Living Without Lice

The increase in cases of head lice, resistance to treatments and having to scramble for alternatives to attending school create headaches in our modern society. What’s a busy family to do? Hire the “Lice Squad”. The pressures on modern families have led to the rise of lice removal services. People who are too “grossed out” by lice or don’t know how to go about getting rid of lice on their own or don’t have time to do it themselves, find these services appealing.

Numerous parts of the US have professional “nit pickers” for hire. These services are experienced in lice removal and even offer package deals for the whole family. When one child brings home lice, it can spread to other members of the family. It is a good idea to inspect and treat everyone infected at the same time. That reduces the risk of reintroducing lice infestations among family members.

Some health care wonks are recommending that pediatricians become more involved with lice treatment. However, pediatricians are busy, and their time is expensive. Professional services may be the answer for people who lack the time and knowledge to get rid of the lice.

Recently, there has been a lot of push back against keeping children out of school if they have been treated for lice. If children truly have no mobile stages of lice, the risk of transmissions is low. Studies have found that lice infestations are mostly transmitted by head to head contact. Hugging and sleep overs are high risk for transmission. Sharing brushes and hats are much lower risk. However, changes in practices that increase the rate of re-infestation would be a headache for everyone.

Another argument against keeping children with lice out of school is that head lice are primarily a nuisance and do not transmit diseases as body lice do. However, this argument may not be entirely true. Recent studies have demonstrated that human head lice and body lice are genetically indistinguishable. A new paradigm suggests that body lice emerge when populations of head lice reach high densities. The body louse form, which is larger, can take a larger blood meal and is better able to inhabit clothing emerges in these dense populations. This new information suggests that controlling and minimizing head lice populations is important to preventing diseases, such as typhus, that can be transmitted by body lice.

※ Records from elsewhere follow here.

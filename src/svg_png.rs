//! Default raster backend: decodes an SVG data URI and draws it, scaled,
//! into an off-screen pixmap, returning the PNG-encoded surface as a data
//! URI.

use base64::engine::general_purpose::STANDARD;
use base64::Engine as _;
use futures::future::BoxFuture;
use resvg::{tiny_skia, usvg};

use crate::error::{Error, Result};
use crate::rasterize::{RasterEngine, RasterImage, RasterRequest};

const SVG_DATA_URI_PREFIX: &str = "data:image/svg+xml;base64,";

/// CPU rasterizer backed by resvg.
#[derive(Debug, Default)]
pub struct ResvgEngine;

impl ResvgEngine {
    pub fn new() -> Self {
        ResvgEngine
    }
}

impl RasterEngine for ResvgEngine {
    fn rasterize<'a>(&'a self, request: &'a RasterRequest) -> BoxFuture<'a, Result<RasterImage>> {
        Box::pin(async move { draw_scaled(request) })
    }
}

fn draw_scaled(request: &RasterRequest) -> Result<RasterImage> {
    let markup = decode_svg_data_uri(&request.svg_data_uri)?;
    let options = usvg::Options::default();
    let tree = usvg::Tree::from_str(&markup, &options)
        .map_err(|err| Error::Raster(format!("vector decode failed: {err}")))?;

    let physical_width = physical_pixels(request.logical_width, request.scale);
    let physical_height = physical_pixels(request.logical_height, request.scale);
    let mut pixmap = tiny_skia::Pixmap::new(physical_width, physical_height)
        .ok_or_else(|| Error::Raster("could not allocate raster surface".to_string()))?;

    // Scale the tree's intrinsic size to fill the surface exactly.
    let size = tree.size();
    let transform = tiny_skia::Transform::from_scale(
        physical_width as f32 / size.width(),
        physical_height as f32 / size.height(),
    );
    resvg::render(&tree, transform, &mut pixmap.as_mut());

    let png = pixmap
        .encode_png()
        .map_err(|err| Error::Raster(format!("png encoding failed: {err}")))?;
    Ok(RasterImage {
        png_data_uri: format!("data:image/png;base64,{}", STANDARD.encode(&png)),
    })
}

fn physical_pixels(logical: f64, scale: f32) -> u32 {
    (logical * scale as f64).round().max(1.0) as u32
}

fn decode_svg_data_uri(uri: &str) -> Result<String> {
    let payload = uri
        .strip_prefix(SVG_DATA_URI_PREFIX)
        .ok_or_else(|| Error::Raster("unsupported vector payload encoding".to_string()))?;
    let bytes = STANDARD
        .decode(payload)
        .map_err(|err| Error::Raster(format!("malformed vector payload: {err}")))?;
    String::from_utf8(bytes).map_err(|err| Error::Raster(format!("malformed vector payload: {err}")))
}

Quarantine and eradication are still important tools for maintaining public health. They may be inconvenient and burdensome to individuals. However, these measures also serve to protect the population and in aggregate be less burdensome and inconvenient to the population.

About jjneal

Jonathan Neal is an Associate Professor of Entomology at Purdue University and author of the textbook, Living With Insects (2010). This blog is a forum to communicate about the intersection of insects with people and policy. This is a personal blog. The opinions and materials posted here are those of the author and are in no way connected with those of my employer.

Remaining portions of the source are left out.